A team of researchers is exploring the possibility that next–generation probiotics would reduce the risk of infection with Clostridium difficile. In laboratory–grown bacterial communities, the researchers determined that, when supplied with glycerol, the probiotic Lactobacillus reuteri produced reuterin, an antibacterial compound that selectively killed C. difficile.

The study appeared in the journal Infection and Immunity.

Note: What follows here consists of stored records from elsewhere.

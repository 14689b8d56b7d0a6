use thiserror::Error;

/// Failures reported by chain operations. None of them leave a chain
/// partially mutated.
#[derive(Debug, Error)]
pub enum ChainError {
    #[error("nothing to mine: the unconfirmed transaction pool is empty")]
    EmptyPool,

    #[error("previous hash {found} does not match head hash {expected}")]
    LinkageMismatch { expected: String, found: String },

    #[error("invalid proof of work for block {index}")]
    InvalidProof { index: u64 },

    #[error("malformed snapshot: {0}")]
    MalformedSnapshot(String),

    #[error("chain broken at block {index}: {reason}")]
    BrokenChain { index: u64, reason: String },

    #[error("proof-of-work search cancelled at nonce {nonce}")]
    Cancelled { nonce: u64 },

    #[error("nonce space exhausted without a qualifying hash")]
    NonceSpaceExhausted,

    #[error("serialization failed: {0}")]
    Serialization(#[from] serde_json::Error),
}

pub type Result<T> = std::result::Result<T, ChainError>;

“Although most patients respond to antibiotic treatment, up to 35 percent will relapse and require extended antibiotic treatments,” said first and corresponding author Dr. Jennifer K. Spinler, instructor of pathology & immunology at Baylor College of Medicine, who oversees microbial genetics and genomics efforts at the Texas Children's Microbiome Center at Texas Children’s Hospital.

“When repeated antibiotic treatments fail to eliminate C. difficile infections, some patients are resorting to fecal microbiome transplant – the transfer of fecal matter from a healthy donor – which treats the disease but also could have negative side effects,” Spinler said. “We wanted to find an alternative treatment, a prophylactic strategy based on probiotics that could help prevent C. difficile from thriving in the first place.”

Working in the Texas Children’s Microbiome Center, Spinler and her colleagues tested the possibility that probiotic L. reuteri, which is known to produce antibacterial compounds, could help prevent C. difficile from establishing a microbial community in lab cultures.

The Britton lab uses mini–bioreactor arrays – multiple small culture chambers – that provide a platform in which researchers could recreate the invasion of an antibiotic–treated human intestinal community by C. difficile.

“Using the mini–bioreactors model we showed that L. reuteri reduced the burden of C. difficile infection in a complex gut community,” Britton said. “To achieve its beneficial effect, L. reuteri requires glycerol and converts it into the antimicrobial reuterin.”

The literature reports reuterin as a broad–spectrum antibiotic; it affects the growth of a wide variety of bacteria when they are tested individually in the lab. What was intriguing in this study is that reuterin didn’t have a broad–spectrum effect in the mini–bioreactor bacterial community setting.

“I expected reuterin to have an antibacterial effect on several different types of bacteria in the community, but it only affected C. difficile and not the good bacteria, which was exciting because it has major implications for a preventative strategy,” Spinler said.

“Although these results are too preliminary to be translated directly into human therapy, they provide a foundation upon which to further develop treatments based on co–administration of L. reuteri and glycerol to prevent C. difficile infection,” said co–author Dr. Jennifer Auchtung, director of the Cultivation Core at Baylor’s Alkek Center for Metagenomics and Microbiome Research and assistant professor of molecular virology and microbiology at Baylor.

In the future, this potential treatment could be administered prophylactically to patients before they take antibiotics known to disrupt normal gut microbes. The L. reuteri/glycerol formulation would help maintain the healthy gut microbial community and also help prevent the growth of C. difficile.